- **WHAT THE EXERCISE ASKS**:
Tally the lines below that contain the word "String". Only the total should be given.

### GIVEN DATA ###

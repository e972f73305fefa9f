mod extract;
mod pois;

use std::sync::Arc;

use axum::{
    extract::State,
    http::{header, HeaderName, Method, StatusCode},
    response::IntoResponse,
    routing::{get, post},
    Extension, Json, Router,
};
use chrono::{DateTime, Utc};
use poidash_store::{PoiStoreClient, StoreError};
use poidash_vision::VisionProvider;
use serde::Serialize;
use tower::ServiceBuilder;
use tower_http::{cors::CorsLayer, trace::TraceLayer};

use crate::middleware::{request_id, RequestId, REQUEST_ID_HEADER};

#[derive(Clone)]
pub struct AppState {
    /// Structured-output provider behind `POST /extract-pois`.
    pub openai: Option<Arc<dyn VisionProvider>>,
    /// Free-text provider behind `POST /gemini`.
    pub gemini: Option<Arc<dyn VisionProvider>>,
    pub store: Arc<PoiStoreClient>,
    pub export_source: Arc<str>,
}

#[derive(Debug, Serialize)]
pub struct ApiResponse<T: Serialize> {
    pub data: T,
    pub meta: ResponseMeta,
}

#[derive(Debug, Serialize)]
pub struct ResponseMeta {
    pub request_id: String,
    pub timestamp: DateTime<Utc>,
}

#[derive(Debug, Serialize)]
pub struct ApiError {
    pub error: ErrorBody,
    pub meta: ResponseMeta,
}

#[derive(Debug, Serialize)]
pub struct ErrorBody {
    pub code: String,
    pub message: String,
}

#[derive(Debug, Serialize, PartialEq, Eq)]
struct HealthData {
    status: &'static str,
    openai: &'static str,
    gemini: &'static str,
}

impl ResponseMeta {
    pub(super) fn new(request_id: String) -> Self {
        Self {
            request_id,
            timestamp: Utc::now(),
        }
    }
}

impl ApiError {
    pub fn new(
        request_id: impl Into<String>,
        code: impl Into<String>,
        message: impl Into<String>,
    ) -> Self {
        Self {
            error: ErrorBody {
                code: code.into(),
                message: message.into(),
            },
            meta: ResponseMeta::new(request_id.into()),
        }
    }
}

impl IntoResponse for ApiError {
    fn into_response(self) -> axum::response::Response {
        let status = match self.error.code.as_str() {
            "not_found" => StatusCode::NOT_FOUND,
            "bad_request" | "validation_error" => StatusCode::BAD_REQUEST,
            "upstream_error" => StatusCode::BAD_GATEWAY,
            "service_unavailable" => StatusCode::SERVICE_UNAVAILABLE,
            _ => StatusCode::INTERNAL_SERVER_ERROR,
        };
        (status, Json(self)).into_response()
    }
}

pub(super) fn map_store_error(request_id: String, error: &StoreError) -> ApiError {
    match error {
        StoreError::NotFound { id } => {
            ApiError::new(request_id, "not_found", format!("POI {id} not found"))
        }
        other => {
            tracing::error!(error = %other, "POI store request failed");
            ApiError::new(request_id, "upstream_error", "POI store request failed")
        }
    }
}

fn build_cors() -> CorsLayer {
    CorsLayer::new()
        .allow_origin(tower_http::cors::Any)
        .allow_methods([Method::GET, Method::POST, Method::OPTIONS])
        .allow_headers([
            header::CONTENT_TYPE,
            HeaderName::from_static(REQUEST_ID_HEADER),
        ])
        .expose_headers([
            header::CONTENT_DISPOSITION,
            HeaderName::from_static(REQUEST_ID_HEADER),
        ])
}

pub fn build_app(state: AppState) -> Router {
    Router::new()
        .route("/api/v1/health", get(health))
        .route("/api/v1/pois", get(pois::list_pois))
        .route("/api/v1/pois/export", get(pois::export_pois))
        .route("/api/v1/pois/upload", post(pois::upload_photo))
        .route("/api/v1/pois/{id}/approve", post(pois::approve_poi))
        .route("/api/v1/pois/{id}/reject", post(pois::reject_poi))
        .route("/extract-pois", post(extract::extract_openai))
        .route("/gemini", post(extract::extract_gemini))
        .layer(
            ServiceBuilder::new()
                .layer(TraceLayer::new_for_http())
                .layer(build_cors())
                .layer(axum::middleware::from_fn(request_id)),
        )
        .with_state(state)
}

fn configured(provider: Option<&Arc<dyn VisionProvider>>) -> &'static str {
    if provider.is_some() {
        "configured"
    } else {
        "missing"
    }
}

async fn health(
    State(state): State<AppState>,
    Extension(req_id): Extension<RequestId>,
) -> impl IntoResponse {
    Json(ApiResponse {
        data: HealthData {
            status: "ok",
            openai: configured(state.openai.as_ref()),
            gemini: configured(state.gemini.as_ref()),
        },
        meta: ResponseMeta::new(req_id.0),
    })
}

###

- **ANSWER FOR THE TASK**:
8